El observador ciego método que hemos elegido nos permite comparar las dos estrategias de tratamiento de interés como si se llevan a cabo en la práctica normal, sin el artificial circunstancias creadas por el tratamiento simulado, en el inútil intento de mantener el cegamiento del paciente. Por lo tanto, una verdadera comparación se hace entre el tratamiento experimental y la práctica clínica normal. Dado que los pacientes son, por supuesto, consciente de la naturaleza del tratamiento, el estudio de diseño de los límites de nuestra capacidad de evaluar el efecto placebo de la epidural sanguíneo. Se podría argumentar que este puede conducir a la sobreestimación de los efectos de la sangre de parche. Nosotros pensamos que para que un tratamiento de un auto o limitar esta condición no es realmente un inconveniente. Otra posible limitación es el pequeño tamaño de la muestra de nuestro estudio. Aunque nuestro juicio, se convertirá en el mayor estudio aleatorio de la terapéutica EDBP nunca, una muestra de 20 pacientes en cada grupo de tratamiento nos proporcionará suficiente energía (1 - β = 80%) para detectar una reducción relativa del riesgo de CPPD Después de 24 horas de 50%. Mucho depende, por lo tanto, en nuestra hipótesis de que sólo en aproximadamente el 10% de los pacientes la CPPD se han resuelto espontáneamente después de un día. Actualmente, el estudio está en marcha, y esperamos poder informar de sus resultados en la final de 2005.

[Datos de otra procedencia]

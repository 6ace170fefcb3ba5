//! Order Store: confirmed orders, newest first.

use crate::cart::CartLineItem;
use crate::checkout::CheckoutDetails;
use crate::types::Money;
use chrono::{DateTime, Utc};
use serde::{Deserialize, Serialize};
use std::collections::VecDeque;
use std::fmt;

/// Opaque order identifier shown to the customer
#[derive(Clone, Debug, PartialEq, Eq, Hash, Serialize, Deserialize)]
pub struct OrderId(String);

impl OrderId {
    /// Creates a new `OrderId`
    #[must_use]
    pub fn new(id: impl Into<String>) -> Self {
        Self(id.into())
    }

    /// Returns the identifier as a string slice
    #[must_use]
    pub fn as_str(&self) -> &str {
        &self.0
    }
}

impl fmt::Display for OrderId {
    fn fmt(&self, f: &mut fmt::Formatter<'_>) -> fmt::Result {
        f.write_str(&self.0)
    }
}

/// Fulfilment status
///
/// Orders are created `Pending`; later states are set by whatever fulfils
/// them.
#[derive(Clone, Copy, Debug, Default, PartialEq, Eq, Serialize, Deserialize)]
#[serde(rename_all = "lowercase")]
pub enum OrderStatus {
    /// Awaiting fulfilment
    #[default]
    Pending,
    /// Being prepared
    Processing,
    /// Handed to the carrier
    Shipped,
    /// Received by the customer
    Delivered,
    /// Will not be fulfilled
    Cancelled,
}

impl fmt::Display for OrderStatus {
    fn fmt(&self, f: &mut fmt::Formatter<'_>) -> fmt::Result {
        f.write_str(match self {
            Self::Pending => "pending",
            Self::Processing => "processing",
            Self::Shipped => "shipped",
            Self::Delivered => "delivered",
            Self::Cancelled => "cancelled",
        })
    }
}

/// A confirmed purchase
///
/// Owns its line items outright, so later cart changes cannot reach it.
#[derive(Clone, Debug, PartialEq, Eq, Serialize, Deserialize)]
pub struct Order {
    /// Identifier
    pub id: OrderId,
    /// Cart contents at confirmation
    pub items: Vec<CartLineItem>,
    /// Subtotal at confirmation
    pub total: Money,
    /// Fulfilment status
    pub status: OrderStatus,
    /// Confirmation time
    pub created_at: DateTime<Utc>,
    /// Shipping and contact details
    pub customer: CheckoutDetails,
    /// Billing country
    pub country: String,
}

impl Order {
    /// Total units across all line items
    #[must_use]
    pub fn item_count(&self) -> u64 {
        self.items.iter().map(|item| u64::from(item.quantity)).sum()
    }
}

/// Append-only order history, most recent first
#[derive(Clone, Debug, Default, PartialEq, Eq, Serialize, Deserialize)]
pub struct OrderHistory {
    orders: VecDeque<Order>,
}

impl OrderHistory {
    /// Creates an empty history
    #[must_use]
    pub const fn new() -> Self {
        Self {
            orders: VecDeque::new(),
        }
    }

    /// Prepend an order
    pub fn add_order(&mut self, order: Order) {
        self.orders.push_front(order);
    }

    /// Orders, newest first
    pub fn orders(&self) -> impl Iterator<Item = &Order> {
        self.orders.iter()
    }

    /// Most recent order
    #[must_use]
    pub fn latest(&self) -> Option<&Order> {
        self.orders.front()
    }

    /// Order by id
    #[must_use]
    pub fn get(&self, id: &OrderId) -> Option<&Order> {
        self.orders.iter().find(|order| &order.id == id)
    }

    /// Whether an order with this id exists
    #[must_use]
    pub fn contains(&self, id: &OrderId) -> bool {
        self.get(id).is_some()
    }

    /// Number of orders
    #[must_use]
    pub fn len(&self) -> usize {
        self.orders.len()
    }

    /// Whether no order has been placed
    #[must_use]
    pub fn is_empty(&self) -> bool {
        self.orders.is_empty()
    }
}

#[cfg(test)]
#[allow(clippy::unwrap_used)]
mod tests {
    use super::*;
    use crate::types::{Product, ProductId};
    use storefront_core::environment::Clock;
    use storefront_testing::test_clock;

    fn order(id: &str, quantity: u32) -> Order {
        Order {
            id: OrderId::new(id),
            items: vec![CartLineItem {
                product: Product::new(ProductId::new(1), "MacBook Pro", Money::from_units(1701)),
                quantity,
            }],
            total: Money::from_units(1701) * quantity,
            status: OrderStatus::Pending,
            created_at: test_clock().now(),
            customer: CheckoutDetails::new("Ada", "ada@example.com"),
            country: "Türkiye".to_string(),
        }
    }

    #[test]
    fn test_newest_first() {
        let mut history = OrderHistory::new();
        history.add_order(order("O1", 1));
        history.add_order(order("O2", 1));

        let ids: Vec<&str> = history.orders().map(|o| o.id.as_str()).collect();
        assert_eq!(ids, vec!["O2", "O1"]);
        assert_eq!(history.latest().unwrap().id.as_str(), "O2");
    }

    #[test]
    fn test_lookup() {
        let mut history = OrderHistory::new();
        history.add_order(order("O1", 3));

        assert!(history.contains(&OrderId::new("O1")));
        assert!(!history.contains(&OrderId::new("O9")));
        assert_eq!(history.get(&OrderId::new("O1")).unwrap().item_count(), 3);
        assert_eq!(history.len(), 1);
        assert!(!history.is_empty());
    }

    #[test]
    fn test_status_serializes_lowercase() {
        let json = serde_json::to_string(&OrderStatus::Pending).unwrap();
        assert_eq!(json, "\"pending\"");
        assert_eq!(OrderStatus::default(), OrderStatus::Pending);
        assert_eq!(OrderStatus::Delivered.to_string(), "delivered");
    }
}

EDBP es aceptado como el tratamiento de elección para la CPPD aunque, aleatorizados y controlados, los datos son escasos. Nuestro aleatorizado, ciego observador ensayo clínico nos permite comparar la eficacia de dos métodos de practica clínica CPPD tratamiento; EDBP versus el tratamiento convencional, ya que se aplican en la práctica clínica.

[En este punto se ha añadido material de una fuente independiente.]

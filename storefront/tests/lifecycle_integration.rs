//! Integration tests for a full storefront session running in a Store
//!
//! These drive the reducers through the runtime, so timers, cancellation and
//! action broadcasting behave as they do in the binary.

#![allow(clippy::unwrap_used, clippy::expect_used, clippy::panic)] // Test code can use unwrap/expect/panic

use std::sync::Arc;
use std::time::Duration;
use storefront::{
    CartAction, CheckoutDetails, CheckoutField, FieldError, Money, NOTIFICATION_TIMER,
    NotificationAction, NotificationKind, OrderId, OrderStatus, PaymentField, PaymentFields,
    Product, ProductId, Screen, StorefrontAction, StorefrontConfig, StorefrontEnvironment,
    StorefrontReducer, StorefrontState,
};
use storefront_runtime::Store;
use storefront_testing::{SequentialIdGenerator, test_clock};

type TestStore = Store<StorefrontState, StorefrontAction, StorefrontEnvironment, StorefrontReducer>;

fn store() -> TestStore {
    let env = StorefrontEnvironment::new(
        Arc::new(test_clock()),
        Arc::new(SequentialIdGenerator::new("ORDER")),
        StorefrontConfig::default(),
    );
    Store::new(StorefrontState::new(), StorefrontReducer::new(), env)
}

fn macbook() -> Product {
    Product::new(ProductId::new(1), "MacBook Pro", Money::from_units(1701))
}

fn case() -> Product {
    Product::new(ProductId::new(2), "Phone Case", Money::from_units(45))
}

fn add(product: Product) -> StorefrontAction {
    StorefrontAction::Cart(CartAction::AddToCart(product))
}

fn valid_details() -> CheckoutDetails {
    CheckoutDetails::new("Ada Lovelace", "ada@example.com")
}

fn valid_card() -> PaymentFields {
    PaymentFields::new("4242 4242 4242 4242", "12/27", "123")
}

async fn place_order(store: &TestStore, products: &[Product]) -> OrderId {
    for product in products {
        store.send(add(product.clone())).await.unwrap();
    }
    store.send(StorefrontAction::NavigateToCheckout).await.unwrap();
    store
        .send(StorefrontAction::SubmitCheckout(valid_details()))
        .await
        .unwrap();
    store
        .send(StorefrontAction::SubmitPayment(valid_card()))
        .await
        .unwrap();

    match store.state(|s| s.screen.clone()).await {
        Screen::Confirmed { order_id } => order_id,
        other => panic!("expected confirmation, got {other:?}"),
    }
}

#[tokio::test]
async fn test_end_to_end_purchase() {
    let store = store();

    // Add to an empty cart
    store.send(add(macbook())).await.unwrap();
    let (items, badge, subtotal) = store
        .state(|s| (s.cart.len(), s.cart_badge(), s.subtotal()))
        .await;
    assert_eq!((items, badge), (1, 1));
    assert_eq!(subtotal, Money::from_units(1701));
    let note = store.state(|s| s.notification.current().cloned()).await.unwrap();
    assert_eq!(note.kind, NotificationKind::Success);
    assert!(note.message.contains("MacBook Pro"));

    // Checkout with a blank name is rejected
    store.send(StorefrontAction::NavigateToCheckout).await.unwrap();
    store
        .send(StorefrontAction::SubmitCheckout(CheckoutDetails::new(
            "",
            "ada@example.com",
        )))
        .await
        .unwrap();
    match store.state(|s| s.screen.clone()).await {
        Screen::Checkout { errors } => {
            assert_eq!(errors.get(CheckoutField::FullName), Some(FieldError::Required));
        },
        other => panic!("expected checkout, got {other:?}"),
    }

    // Valid details move on to payment
    store
        .send(StorefrontAction::SubmitCheckout(valid_details()))
        .await
        .unwrap();
    assert!(matches!(
        store.state(|s| s.screen.clone()).await,
        Screen::Payment { .. }
    ));

    // Payment without a card number is rejected
    store
        .send(StorefrontAction::SubmitPayment(PaymentFields::new(
            "", "12/27", "123",
        )))
        .await
        .unwrap();
    let (screen, orders) = store.state(|s| (s.screen.clone(), s.orders.len())).await;
    match screen {
        Screen::Payment { errors, .. } => {
            assert_eq!(errors.get(PaymentField::CardNumber), Some(FieldError::Required));
        },
        other => panic!("expected payment, got {other:?}"),
    }
    assert_eq!(orders, 0);

    // Complete payment
    let mut rx = store.subscribe_actions();
    let mut handle = store
        .send(StorefrontAction::SubmitPayment(valid_card()))
        .await
        .unwrap();
    handle.wait().await;

    let state = store.state(Clone::clone).await;
    assert_eq!(state.orders.len(), 1);
    let order = state.orders.latest().unwrap();
    assert_eq!(order.total, Money::from_units(1701));
    assert_eq!(order.status, OrderStatus::Pending);
    assert!(state.cart.is_empty());
    assert_eq!(
        state.screen,
        Screen::Confirmed {
            order_id: order.id.clone()
        }
    );

    // Observers learn about the order
    assert!(matches!(
        rx.recv().await.unwrap(),
        StorefrontAction::SubmitPayment(_)
    ));
    assert_eq!(
        rx.recv().await.unwrap(),
        StorefrontAction::OrderPlaced {
            order_id: order.id.clone(),
            total: Money::from_units(1701),
        }
    );

    // Back to browsing with an empty cart
    store.send(StorefrontAction::ViewOrders).await.unwrap();
    assert_eq!(store.state(|s| s.screen.clone()).await, Screen::Browsing);
    assert_eq!(store.state(StorefrontState::cart_badge).await, 0);
}

#[tokio::test]
async fn test_orders_are_listed_newest_first() {
    let store = store();

    let first = place_order(&store, &[macbook()]).await;
    store.send(StorefrontAction::ViewOrders).await.unwrap();
    let second = place_order(&store, &[case(), case()]).await;

    let ids = store
        .state(|s| s.orders.orders().map(|o| o.id.clone()).collect::<Vec<_>>())
        .await;
    assert_eq!(ids, vec![second, first]);

    let totals = store
        .state(|s| s.orders.orders().map(|o| o.total).collect::<Vec<_>>())
        .await;
    assert_eq!(totals, vec![Money::from_units(90), Money::from_units(1701)]);
}

#[tokio::test]
async fn test_placed_order_is_unaffected_by_later_cart_changes() {
    let store = store();
    let order_id = place_order(&store, &[macbook(), case(), case()]).await;
    let placed = store
        .state(|s| s.orders.get(&order_id).cloned())
        .await
        .unwrap();
    assert_eq!(placed.total, Money::from_units(1791));

    store.send(add(macbook())).await.unwrap();
    store.send(add(macbook())).await.unwrap();
    store
        .send(StorefrontAction::Cart(CartAction::UpdateQuantity {
            product_id: ProductId::new(1),
            quantity: 9,
        }))
        .await
        .unwrap();
    store
        .send(StorefrontAction::Cart(CartAction::ClearCart))
        .await
        .unwrap();

    let after = store
        .state(|s| s.orders.get(&order_id).cloned())
        .await
        .unwrap();
    assert_eq!(after, placed);
    assert_eq!(after.item_count(), 3);
}

#[tokio::test]
async fn test_empty_cart_checkout_only_offers_the_way_back() {
    let store = store();

    store.send(StorefrontAction::NavigateToCheckout).await.unwrap();
    assert_eq!(store.state(|s| s.screen.clone()).await, Screen::CheckoutEmpty);

    // No form on this screen
    store
        .send(StorefrontAction::SubmitCheckout(valid_details()))
        .await
        .unwrap();
    assert_eq!(store.state(|s| s.screen.clone()).await, Screen::CheckoutEmpty);

    store.send(StorefrontAction::StartShopping).await.unwrap();
    assert_eq!(store.state(|s| s.screen.clone()).await, Screen::Browsing);
}

#[tokio::test]
async fn test_removing_last_item_on_checkout_shows_empty_state() {
    let store = store();
    store.send(add(macbook())).await.unwrap();
    store.send(StorefrontAction::NavigateToCheckout).await.unwrap();

    store
        .send(StorefrontAction::Cart(CartAction::RemoveFromCart(ProductId::new(1))))
        .await
        .unwrap();

    let (empty, screen) = store.state(|s| (s.cart.is_empty(), s.screen.clone())).await;
    assert!(empty);
    assert_eq!(screen, Screen::CheckoutEmpty);

    // The form is gone until the customer shops again
    store
        .send(StorefrontAction::SubmitCheckout(valid_details()))
        .await
        .unwrap();
    assert_eq!(store.state(|s| s.screen.clone()).await, Screen::CheckoutEmpty);
}

#[tokio::test(start_paused = true)]
async fn test_notification_expires_after_ttl() {
    let store = store();
    store.send(add(macbook())).await.unwrap();
    assert!(store.is_running(NOTIFICATION_TIMER));

    tokio::time::sleep(Duration::from_millis(2_900)).await;
    assert!(store.state(|s| s.notification.current().is_some()).await);

    tokio::time::sleep(Duration::from_millis(200)).await;
    assert!(store.state(|s| s.notification.current().is_none()).await);
    assert!(!store.is_running(NOTIFICATION_TIMER));
}

#[tokio::test(start_paused = true)]
async fn test_newer_notification_is_not_cleared_by_older_timer() {
    let store = store();
    let mut rx = store.subscribe_actions();

    store.send(add(macbook())).await.unwrap();
    tokio::time::sleep(Duration::from_secs(2)).await;
    store.send(add(case())).await.unwrap();

    // The first timer would have fired at t=3s
    tokio::time::sleep(Duration::from_secs(2)).await;
    let message = store
        .state(|s| s.notification.current().map(|n| n.message.clone()))
        .await;
    assert_eq!(message.as_deref(), Some("Phone Case added to cart!"));

    // The second fires at t=5s
    tokio::time::sleep(Duration::from_millis(1_500)).await;
    assert!(store.state(|s| s.notification.current().is_none()).await);

    // Exactly one expiry was ever applied
    let mut expiries = 0;
    while let Ok(action) = rx.try_recv() {
        if matches!(action, StorefrontAction::Notification(_)) {
            expiries += 1;
        }
    }
    assert_eq!(expiries, 1);
}

#[tokio::test(start_paused = true)]
async fn test_dismiss_stops_the_timer() {
    let store = store();
    store.send(add(macbook())).await.unwrap();
    store
        .send(StorefrontAction::Notification(NotificationAction::Dismiss))
        .await
        .unwrap();

    assert!(!store.is_running(NOTIFICATION_TIMER));
    assert!(store.state(|s| s.notification.current().is_none()).await);
}

#[tokio::test(start_paused = true)]
async fn test_shutdown_aborts_pending_expiry() {
    let store = store();
    store.send(add(macbook())).await.unwrap();

    assert_eq!(store.shutdown(), 1);
    assert!(store.send(add(case())).await.is_err());

    tokio::time::sleep(Duration::from_secs(5)).await;
    assert!(store.state(|s| s.notification.current().is_some()).await);
}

LCR: líquido cefalorraquídeo
EDBP: epidural sanguíneo
CPPD: dolor de cabeza post punción dural
Los autores declaran que no tienen intereses en conflicto.

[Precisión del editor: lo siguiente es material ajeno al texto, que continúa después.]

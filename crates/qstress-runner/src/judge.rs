//! Judging strategies. A trial produces a candidate output; the judge decides
//! whether it is acceptable for the generated input.

use serde::Serialize;
use std::fs;
use std::path::{Path, PathBuf};

use crate::artifact::Artifact;
use crate::error::TrialFault;
use crate::process::{Executor, ProcessOutcome, RunRequest};

#[derive(Debug, Clone, Copy, PartialEq, Eq, Serialize)]
#[serde(rename_all = "snake_case")]
pub enum StressMode {
    /// generator -> candidate -> checker
    Check,
    /// generator -> candidate, generator -> reference
    Compare,
}

#[derive(Debug, Clone, PartialEq, Eq, Serialize)]
#[serde(tag = "kind", rename_all = "snake_case")]
pub enum FailReason {
    /// The checker printed something other than `1`.
    Rejected { message: Option<String> },
    /// Candidate and reference outputs differ after trimming.
    Mismatch,
    CandidateCrashed { outcome: ProcessOutcome },
    CandidateTimedOut,
}

impl FailReason {
    pub fn describe(&self) -> String {
        match self {
            FailReason::Rejected { message: Some(m) } => format!("checker rejected output: {}", m),
            FailReason::Rejected { message: None } => "checker rejected output".to_string(),
            FailReason::Mismatch => "output differs from reference".to_string(),
            FailReason::CandidateCrashed { outcome } => format!("candidate {}", outcome),
            FailReason::CandidateTimedOut => "candidate timed out".to_string(),
        }
    }
}

#[derive(Debug, Clone, PartialEq, Eq)]
pub enum Verdict {
    Pass,
    Fail(FailReason),
}

#[cfg(test)]
impl Verdict {
    pub fn is_pass(&self) -> bool {
        matches!(self, Verdict::Pass)
    }
}

/// Parses checker stdout. Exactly `1` passes, optionally followed by one line
/// terminator; anything else fails and is kept as the message.
///
/// Padding is not stripped: `" 1 "` is a rejection, unlike checkers judged by
/// a whitespace-stripping harness.
pub fn parse_checker_verdict(stdout: &[u8]) -> Verdict {
    let body = stdout
        .strip_suffix(b"\r\n")
        .or_else(|| stdout.strip_suffix(b"\n"))
        .unwrap_or(stdout);
    if body == b"1" {
        return Verdict::Pass;
    }
    let text = String::from_utf8_lossy(body);
    let message = text.lines().next().map(str::trim).filter(|l| !l.is_empty());
    Verdict::Fail(FailReason::Rejected {
        message: message.map(str::to_string),
    })
}

/// Whitespace around the outputs is ignored; everything else must match
/// byte for byte. Non-UTF-8 output is trimmed of ASCII whitespace only.
pub fn outputs_match(left: &[u8], right: &[u8]) -> bool {
    match (std::str::from_utf8(left), std::str::from_utf8(right)) {
        (Ok(l), Ok(r)) => l.trim() == r.trim(),
        _ => left.trim_ascii() == right.trim_ascii(),
    }
}

pub trait Judge {
    fn mode(&self) -> StressMode;

    /// The artifact the judge runs besides the candidate and generator.
    fn secondary(&self) -> Artifact;

    fn judge(
        &self,
        executor: &dyn Executor,
        input: &[u8],
        candidate_output: &[u8],
    ) -> Result<Verdict, TrialFault>;
}

/// Feeds the candidate's output to `check` on stdin. The generated input is
/// written to `input.txt` in the checker's working directory.
#[derive(Debug, Clone)]
pub struct CheckerJudge {
    io_dir: PathBuf,
}

impl CheckerJudge {
    pub fn new(io_dir: impl AsRef<Path>) -> Self {
        Self {
            io_dir: io_dir.as_ref().to_path_buf(),
        }
    }

    pub fn input_path(&self) -> PathBuf {
        self.io_dir.join("input.txt")
    }
}

impl Judge for CheckerJudge {
    fn mode(&self) -> StressMode {
        StressMode::Check
    }

    fn secondary(&self) -> Artifact {
        Artifact::Check
    }

    fn judge(
        &self,
        executor: &dyn Executor,
        input: &[u8],
        candidate_output: &[u8],
    ) -> Result<Verdict, TrialFault> {
        fs::write(self.input_path(), input)?;
        let request = RunRequest::captured()
            .with_stdin(candidate_output)
            .in_dir(&self.io_dir);
        let checked = executor.run(Artifact::Check, &request)?;
        // The verdict is carried on stdout; only a checker that never finished is a fault.
        match checked.outcome {
            ProcessOutcome::Exited { .. } => Ok(parse_checker_verdict(&checked.stdout)),
            outcome => Err(TrialFault::ChildFailed {
                artifact: Artifact::Check,
                outcome,
            }),
        }
    }
}

/// Runs `slow` on the same input and compares trimmed outputs.
#[derive(Debug, Clone, Copy, Default)]
pub struct DifferentialJudge;

impl Judge for DifferentialJudge {
    fn mode(&self) -> StressMode {
        StressMode::Compare
    }

    fn secondary(&self) -> Artifact {
        Artifact::Slow
    }

    fn judge(
        &self,
        executor: &dyn Executor,
        input: &[u8],
        candidate_output: &[u8],
    ) -> Result<Verdict, TrialFault> {
        let reference = executor.run(Artifact::Slow, &RunRequest::captured().with_stdin(input))?;
        if !reference.outcome.success() {
            return Err(TrialFault::ChildFailed {
                artifact: Artifact::Slow,
                outcome: reference.outcome,
            });
        }
        if outputs_match(candidate_output, &reference.stdout) {
            Ok(Verdict::Pass)
        } else {
            Ok(Verdict::Fail(FailReason::Mismatch))
        }
    }
}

RO participó en el diseño del estudio y la adquisición de datos, y redactó el manuscrito. FK participó en la adquisición de datos, la coordinación del estudio, y ayudó a redactar el manuscrito. SB participó en la concepción del estudio, y en la adquisición de datos. DD participó en la concepción del estudio, la adquisición de datos, y redacción del manuscrito. Todos los autores han visto y aprobado el manuscrito final.
La historia previa a la publicación de este documento puede accederse en:
Este estudio fue apoyado por los Países Bajos Sociedad de cabeza. Damos las gracias a Ron Meier, neurólogo, la formación para nosotros en la entrega de la sangre de parche.